= Beginning of Section =

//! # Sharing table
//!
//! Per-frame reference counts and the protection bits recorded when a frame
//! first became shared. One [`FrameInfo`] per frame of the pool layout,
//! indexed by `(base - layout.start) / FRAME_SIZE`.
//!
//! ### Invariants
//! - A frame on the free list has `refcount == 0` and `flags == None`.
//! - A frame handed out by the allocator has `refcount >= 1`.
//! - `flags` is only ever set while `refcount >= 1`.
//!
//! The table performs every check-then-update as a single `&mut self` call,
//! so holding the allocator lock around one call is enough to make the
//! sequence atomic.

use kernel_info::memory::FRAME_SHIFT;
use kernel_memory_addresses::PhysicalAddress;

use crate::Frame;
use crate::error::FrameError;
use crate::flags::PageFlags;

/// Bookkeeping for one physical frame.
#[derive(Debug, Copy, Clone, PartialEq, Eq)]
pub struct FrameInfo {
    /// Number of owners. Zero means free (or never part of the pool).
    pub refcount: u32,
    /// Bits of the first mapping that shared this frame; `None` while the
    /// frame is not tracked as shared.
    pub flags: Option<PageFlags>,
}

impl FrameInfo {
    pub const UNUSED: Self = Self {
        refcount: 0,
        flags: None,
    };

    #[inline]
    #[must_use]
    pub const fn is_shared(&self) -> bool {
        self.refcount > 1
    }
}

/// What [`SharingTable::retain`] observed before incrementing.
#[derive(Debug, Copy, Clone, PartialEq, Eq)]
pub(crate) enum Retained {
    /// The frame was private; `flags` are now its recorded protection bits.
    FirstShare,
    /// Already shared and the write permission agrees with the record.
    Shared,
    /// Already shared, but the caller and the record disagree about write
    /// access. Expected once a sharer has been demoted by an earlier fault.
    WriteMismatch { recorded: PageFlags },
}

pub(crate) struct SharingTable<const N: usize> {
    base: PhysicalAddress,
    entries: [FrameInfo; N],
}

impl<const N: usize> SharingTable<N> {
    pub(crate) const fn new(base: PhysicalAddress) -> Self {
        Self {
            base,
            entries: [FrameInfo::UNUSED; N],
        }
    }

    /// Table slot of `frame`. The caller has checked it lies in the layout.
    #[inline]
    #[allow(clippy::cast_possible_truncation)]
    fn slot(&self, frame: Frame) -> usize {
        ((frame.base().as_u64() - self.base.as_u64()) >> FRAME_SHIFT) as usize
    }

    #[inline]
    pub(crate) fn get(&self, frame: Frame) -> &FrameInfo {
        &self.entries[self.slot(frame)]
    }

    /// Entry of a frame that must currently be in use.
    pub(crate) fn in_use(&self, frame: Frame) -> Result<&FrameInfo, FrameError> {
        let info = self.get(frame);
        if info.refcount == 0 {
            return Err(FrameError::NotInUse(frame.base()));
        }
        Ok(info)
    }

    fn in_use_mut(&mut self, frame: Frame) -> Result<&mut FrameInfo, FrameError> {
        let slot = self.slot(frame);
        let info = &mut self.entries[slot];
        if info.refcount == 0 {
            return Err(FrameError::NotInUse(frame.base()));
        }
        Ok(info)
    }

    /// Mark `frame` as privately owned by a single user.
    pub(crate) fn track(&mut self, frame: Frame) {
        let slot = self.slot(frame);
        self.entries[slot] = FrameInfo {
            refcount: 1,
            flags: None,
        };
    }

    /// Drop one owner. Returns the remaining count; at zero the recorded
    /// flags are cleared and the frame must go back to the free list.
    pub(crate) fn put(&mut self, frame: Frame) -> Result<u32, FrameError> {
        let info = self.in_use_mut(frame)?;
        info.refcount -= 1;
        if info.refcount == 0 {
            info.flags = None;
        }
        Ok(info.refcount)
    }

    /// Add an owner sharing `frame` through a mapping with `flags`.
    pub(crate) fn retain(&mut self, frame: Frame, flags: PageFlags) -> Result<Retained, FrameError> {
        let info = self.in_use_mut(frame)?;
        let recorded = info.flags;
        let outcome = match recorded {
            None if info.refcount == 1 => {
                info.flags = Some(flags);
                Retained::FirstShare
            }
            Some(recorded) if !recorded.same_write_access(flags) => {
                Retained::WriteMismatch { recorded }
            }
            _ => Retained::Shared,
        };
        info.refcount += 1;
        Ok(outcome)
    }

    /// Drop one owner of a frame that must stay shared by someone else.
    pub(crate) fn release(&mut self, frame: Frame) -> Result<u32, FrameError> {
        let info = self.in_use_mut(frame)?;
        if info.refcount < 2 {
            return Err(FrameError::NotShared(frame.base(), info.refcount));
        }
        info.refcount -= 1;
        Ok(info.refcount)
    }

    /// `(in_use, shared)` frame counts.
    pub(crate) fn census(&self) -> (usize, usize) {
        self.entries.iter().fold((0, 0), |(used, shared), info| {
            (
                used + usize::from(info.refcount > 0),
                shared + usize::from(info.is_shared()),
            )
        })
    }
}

= End of Section =
= Beginning of Section =

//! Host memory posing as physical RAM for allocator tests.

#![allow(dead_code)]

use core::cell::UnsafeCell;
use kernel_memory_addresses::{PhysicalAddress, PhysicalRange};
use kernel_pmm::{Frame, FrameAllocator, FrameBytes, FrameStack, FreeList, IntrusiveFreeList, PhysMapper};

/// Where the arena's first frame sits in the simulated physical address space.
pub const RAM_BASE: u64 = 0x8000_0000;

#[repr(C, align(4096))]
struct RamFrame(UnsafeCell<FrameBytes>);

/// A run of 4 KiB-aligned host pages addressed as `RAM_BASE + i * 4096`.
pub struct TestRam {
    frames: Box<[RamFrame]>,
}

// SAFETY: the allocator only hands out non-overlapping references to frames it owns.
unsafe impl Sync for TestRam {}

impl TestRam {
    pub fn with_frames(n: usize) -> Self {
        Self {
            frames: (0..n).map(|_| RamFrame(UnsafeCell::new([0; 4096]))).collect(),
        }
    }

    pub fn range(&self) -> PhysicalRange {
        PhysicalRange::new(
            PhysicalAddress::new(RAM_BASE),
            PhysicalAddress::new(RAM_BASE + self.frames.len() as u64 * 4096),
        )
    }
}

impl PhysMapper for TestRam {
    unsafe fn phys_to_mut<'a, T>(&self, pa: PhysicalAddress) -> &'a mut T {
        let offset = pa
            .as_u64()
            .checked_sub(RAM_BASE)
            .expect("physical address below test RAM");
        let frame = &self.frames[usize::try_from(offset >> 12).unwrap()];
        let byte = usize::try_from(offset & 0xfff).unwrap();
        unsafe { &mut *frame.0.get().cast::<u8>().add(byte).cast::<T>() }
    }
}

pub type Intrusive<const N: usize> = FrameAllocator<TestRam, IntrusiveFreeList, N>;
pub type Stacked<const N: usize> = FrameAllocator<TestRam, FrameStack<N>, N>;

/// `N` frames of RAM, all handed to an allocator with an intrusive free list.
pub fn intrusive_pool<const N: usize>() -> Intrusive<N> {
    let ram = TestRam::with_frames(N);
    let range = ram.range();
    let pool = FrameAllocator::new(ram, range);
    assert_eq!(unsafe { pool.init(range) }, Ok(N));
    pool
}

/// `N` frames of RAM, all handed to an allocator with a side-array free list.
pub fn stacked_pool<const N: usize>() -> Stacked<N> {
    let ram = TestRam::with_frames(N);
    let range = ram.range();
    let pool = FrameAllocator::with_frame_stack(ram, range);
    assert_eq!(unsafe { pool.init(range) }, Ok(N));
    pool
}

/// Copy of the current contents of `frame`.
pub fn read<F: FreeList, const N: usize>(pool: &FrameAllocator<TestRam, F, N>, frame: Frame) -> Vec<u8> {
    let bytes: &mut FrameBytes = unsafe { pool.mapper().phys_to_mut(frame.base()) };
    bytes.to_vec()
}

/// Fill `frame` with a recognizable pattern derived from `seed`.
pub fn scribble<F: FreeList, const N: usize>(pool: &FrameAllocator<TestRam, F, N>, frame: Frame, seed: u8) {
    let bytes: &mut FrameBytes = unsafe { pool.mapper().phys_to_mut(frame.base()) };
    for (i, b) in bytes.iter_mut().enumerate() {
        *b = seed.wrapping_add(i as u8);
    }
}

= End of Section =
= Beginning of Section =

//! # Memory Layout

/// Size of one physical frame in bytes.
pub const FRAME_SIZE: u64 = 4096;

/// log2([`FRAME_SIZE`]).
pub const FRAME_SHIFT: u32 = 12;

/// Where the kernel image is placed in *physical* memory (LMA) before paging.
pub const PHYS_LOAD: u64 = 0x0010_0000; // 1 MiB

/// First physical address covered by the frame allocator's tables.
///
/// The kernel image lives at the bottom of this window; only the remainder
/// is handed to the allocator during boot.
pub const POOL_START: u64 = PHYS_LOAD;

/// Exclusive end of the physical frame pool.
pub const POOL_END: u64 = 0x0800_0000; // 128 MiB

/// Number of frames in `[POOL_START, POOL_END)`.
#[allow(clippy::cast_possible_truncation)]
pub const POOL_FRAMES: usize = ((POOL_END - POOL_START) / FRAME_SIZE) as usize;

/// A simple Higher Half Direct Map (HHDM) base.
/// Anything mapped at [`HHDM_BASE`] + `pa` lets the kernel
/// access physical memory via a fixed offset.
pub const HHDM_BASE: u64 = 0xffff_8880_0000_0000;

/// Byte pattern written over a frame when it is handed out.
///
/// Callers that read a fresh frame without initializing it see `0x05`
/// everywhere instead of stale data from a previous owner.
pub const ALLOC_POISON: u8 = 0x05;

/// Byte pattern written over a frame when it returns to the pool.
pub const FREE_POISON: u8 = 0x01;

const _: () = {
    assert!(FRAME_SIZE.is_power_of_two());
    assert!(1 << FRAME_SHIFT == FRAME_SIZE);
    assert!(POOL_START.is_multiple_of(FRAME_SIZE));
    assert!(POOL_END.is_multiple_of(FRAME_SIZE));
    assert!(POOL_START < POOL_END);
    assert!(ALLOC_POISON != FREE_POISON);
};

= End of Section =

*WHAT IS NEEDED*:
Exactly the lines above from the one with "physical frame pool." to the one with "a fixed offset.", both included, are to be quoted; leave the rest out.

*RESPONSE AREA*:
/// Exclusive end of the physical frame pool.
pub const POOL_END: u64 = 0x0800_0000; // 128 MiB

/// Number of frames in `[POOL_START, POOL_END)`.
#[allow(clippy::cast_possible_truncation)]
pub const POOL_FRAMES: usize = ((POOL_END - POOL_START) / FRAME_SIZE) as usize;

/// A simple Higher Half Direct Map (HHDM) base.
/// Anything mapped at [`HHDM_BASE`] + `pa` lets the kernel
/// access physical memory via a fixed offset.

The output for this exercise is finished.